Directions:
Pick every line with "TrendPoint" from the material below.

----- Information shown -----

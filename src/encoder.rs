//! Chart encoding
//!
//! This module encodes aggregate views into Vega-Lite chart specifications.
//! Rasterising a specification is left to an external renderer; every spec is
//! self-contained (inline data) and stamped with producer metadata.

use crate::types::{
    AggregateReport, DateGrain, KeywordCount, LabelDistribution, SentimentLabel, TrendPoint,
};
use crate::{PRODUCER_NAME, SENTIFLUX_VERSION};
use serde::Serialize;
use serde_json::{json, Value};
use uuid::Uuid;

/// Vega-Lite schema every chart declares
pub const VEGA_LITE_SCHEMA: &str = "https://vega.github.io/schema/vega-lite/v5.json";

/// Colours for positive, neutral, negative
const LABEL_COLORS: [&str; 3] = ["green", "gray", "red"];

/// Which aggregate view a chart renders
#[derive(Debug, Clone, Copy, PartialEq, Eq, Serialize)]
#[serde(rename_all = "snake_case")]
pub enum ChartKind {
    Distribution,
    Proportion,
    Trend,
    Keywords,
}

impl ChartKind {
    pub fn file_name(&self) -> &'static str {
        match self {
            ChartKind::Distribution => "sentiment_distribution.vl.json",
            ChartKind::Proportion => "sentiment_pie.vl.json",
            ChartKind::Trend => "sentiment_trend.vl.json",
            ChartKind::Keywords => "top_keywords.vl.json",
        }
    }
}

/// An encoded chart
#[derive(Debug, Clone, PartialEq)]
pub struct ChartSpec {
    pub kind: ChartKind,
    pub spec: Value,
}

/// Encoder for chart specifications
pub struct ChartEncoder {
    run_id: Uuid,
}

impl ChartEncoder {
    /// Create an encoder for a specific run
    pub fn with_run_id(run_id: Uuid) -> Self {
        Self { run_id }
    }

    /// Encode every view of the report, in a fixed order
    pub fn encode_all(&self, report: &AggregateReport) -> Vec<ChartSpec> {
        vec![
            ChartSpec {
                kind: ChartKind::Distribution,
                spec: self.distribution_bar(&report.distribution),
            },
            ChartSpec {
                kind: ChartKind::Proportion,
                spec: self.distribution_pie(&report.distribution),
            },
            ChartSpec {
                kind: ChartKind::Trend,
                spec: self.trend_line(&report.trend, report.grain),
            },
            ChartSpec {
                kind: ChartKind::Keywords,
                spec: self.keyword_bar(&report.keywords),
            },
        ]
    }

    /// Bar chart of label counts; all three labels always appear
    pub fn distribution_bar(&self, distribution: &LabelDistribution) -> Value {
        let values: Vec<Value> = distribution
            .entries()
            .iter()
            .map(|(label, count)| json!({"sentiment": label.as_str(), "count": count}))
            .collect();

        self.spec(
            title_for("Sentiment Distribution", distribution.is_empty()),
            values,
            json!("bar"),
            json!({
                "x": {
                    "field": "sentiment",
                    "type": "nominal",
                    "title": "Sentiment",
                    "sort": label_order(),
                },
                "y": {"field": "count", "type": "quantitative", "title": "Count"},
            }),
        )
    }

    /// Pie chart of label proportions
    pub fn distribution_pie(&self, distribution: &LabelDistribution) -> Value {
        let values: Vec<Value> = if distribution.is_empty() {
            Vec::new()
        } else {
            distribution
                .proportions()
                .iter()
                .zip(distribution.entries().iter())
                .map(|((label, share), (_, count))| {
                    json!({"sentiment": label.as_str(), "count": count, "share": share})
                })
                .collect()
        };

        self.spec(
            title_for("Sentiment Proportion", distribution.is_empty()),
            values,
            json!({"type": "arc", "tooltip": true}),
            json!({
                "theta": {"field": "count", "type": "quantitative"},
                "color": {
                    "field": "sentiment",
                    "type": "nominal",
                    "scale": {"domain": label_order(), "range": LABEL_COLORS},
                },
            }),
        )
    }

    /// Line chart of mean compound per bucket
    pub fn trend_line(&self, trend: &[TrendPoint], grain: DateGrain) -> Value {
        let values: Vec<Value> = trend
            .iter()
            .map(|point| {
                json!({
                    "date": point.bucket_start.format("%Y-%m-%d").to_string(),
                    "mean_compound": point.mean_compound,
                    "count": point.count,
                })
            })
            .collect();

        self.spec(
            title_for(
                &format!("Average Sentiment Over Time ({})", grain),
                trend.is_empty(),
            ),
            values,
            json!({"type": "line", "point": true}),
            json!({
                "x": {"field": "date", "type": "temporal", "title": "Date"},
                "y": {
                    "field": "mean_compound",
                    "type": "quantitative",
                    "title": "Avg Compound Sentiment",
                },
            }),
        )
    }

    /// Horizontal bar chart of the keyword ranking, highest count on top
    pub fn keyword_bar(&self, keywords: &[KeywordCount]) -> Value {
        let values: Vec<Value> = keywords
            .iter()
            .enumerate()
            .map(|(rank, keyword)| {
                json!({"term": keyword.term, "count": keyword.count, "rank": rank + 1})
            })
            .collect();

        self.spec(
            title_for(
                &format!("Top {} Keywords (Stopwords removed)", keywords.len()),
                keywords.is_empty(),
            ),
            values,
            json!("bar"),
            json!({
                "y": {
                    "field": "term",
                    "type": "nominal",
                    "sort": {"field": "rank", "order": "ascending"},
                    "title": null,
                },
                "x": {"field": "count", "type": "quantitative", "title": "Frequency"},
            }),
        )
    }

    fn spec(&self, title: String, values: Vec<Value>, mark: Value, encoding: Value) -> Value {
        json!({
            "$schema": VEGA_LITE_SCHEMA,
            "title": title,
            "data": {"values": values},
            "mark": mark,
            "encoding": encoding,
            "usermeta": {
                "producer": PRODUCER_NAME,
                "version": SENTIFLUX_VERSION,
                "run_id": self.run_id.to_string(),
            },
        })
    }
}

fn label_order() -> Vec<&'static str> {
    SentimentLabel::REPORT_ORDER
        .iter()
        .map(SentimentLabel::as_str)
        .collect()
}

fn title_for(title: &str, empty: bool) -> String {
    if empty {
        format!("{title} (no data)")
    } else {
        title.to_string()
    }
}

#[cfg(test)]
mod tests {
    use super::*;
    use chrono::NaiveDate;
    use pretty_assertions::assert_eq;

    fn sample_report() -> AggregateReport {
        AggregateReport {
            distribution: LabelDistribution {
                positive: 3,
                neutral: 1,
                negative: 0,
            },
            grain: DateGrain::Weekly,
            trend: vec![TrendPoint {
                bucket_start: NaiveDate::from_ymd_opt(2023, 1, 1).unwrap(),
                mean_compound: 0.25,
                count: 4,
            }],
            keywords: vec![
                KeywordCount {
                    term: "tea".to_string(),
                    count: 3,
                },
                KeywordCount {
                    term: "flavor".to_string(),
                    count: 2,
                },
            ],
        }
    }

    fn encoder() -> ChartEncoder {
        ChartEncoder::with_run_id(Uuid::new_v4())
    }

    #[test]
    fn test_encode_all_produces_four_charts() {
        let run_id = Uuid::new_v4();
        let encoder = ChartEncoder::with_run_id(run_id);
        let charts = encoder.encode_all(&sample_report());

        let kinds: Vec<ChartKind> = charts.iter().map(|c| c.kind).collect();
        assert_eq!(
            kinds,
            vec![
                ChartKind::Distribution,
                ChartKind::Proportion,
                ChartKind::Trend,
                ChartKind::Keywords
            ]
        );
        for chart in &charts {
            assert_eq!(chart.spec["$schema"], VEGA_LITE_SCHEMA);
            assert_eq!(chart.spec["usermeta"]["producer"], "sentiflux");
            assert_eq!(
                chart.spec["usermeta"]["run_id"],
                run_id.to_string()
            );
        }
    }

    #[test]
    fn test_distribution_bar_keeps_zero_category() {
        let spec = encoder().distribution_bar(&sample_report().distribution);
        let values = spec["data"]["values"].as_array().unwrap();

        assert_eq!(values.len(), 3);
        assert_eq!(values[2]["sentiment"], "negative");
        assert_eq!(values[2]["count"], 0);
        assert_eq!(spec["title"], "Sentiment Distribution");
    }

    #[test]
    fn test_trend_line_dates_and_title() {
        let report = sample_report();
        let spec = encoder().trend_line(&report.trend, report.grain);

        assert_eq!(spec["title"], "Average Sentiment Over Time (W)");
        assert_eq!(spec["data"]["values"][0]["date"], "2023-01-01");
        assert_eq!(spec["data"]["values"][0]["mean_compound"], 0.25);
    }

    #[test]
    fn test_keyword_bar_ranks() {
        let spec = encoder().keyword_bar(&sample_report().keywords);
        assert_eq!(spec["title"], "Top 2 Keywords (Stopwords removed)");
        assert_eq!(spec["data"]["values"][0]["term"], "tea");
        assert_eq!(spec["data"]["values"][1]["rank"], 2);
    }

    #[test]
    fn test_empty_views_produce_placeholders() {
        let empty = AggregateReport {
            distribution: LabelDistribution::default(),
            grain: DateGrain::Daily,
            trend: vec![],
            keywords: vec![],
        };
        let charts = encoder().encode_all(&empty);

        assert_eq!(charts[1].spec["title"], "Sentiment Proportion (no data)");
        assert!(charts[1].spec["data"]["values"].as_array().unwrap().is_empty());
        assert_eq!(charts[2].spec["title"], "Average Sentiment Over Time (D) (no data)");
        assert_eq!(charts[3].spec["title"], "Top 0 Keywords (Stopwords removed) (no data)");
    }
}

-----

Solved problem:
    AggregateReport, DateGrain, KeywordCount, LabelDistribution, SentimentLabel, TrendPoint,
    pub fn trend_line(&self, trend: &[TrendPoint], grain: DateGrain) -> Value {
            trend: vec![TrendPoint {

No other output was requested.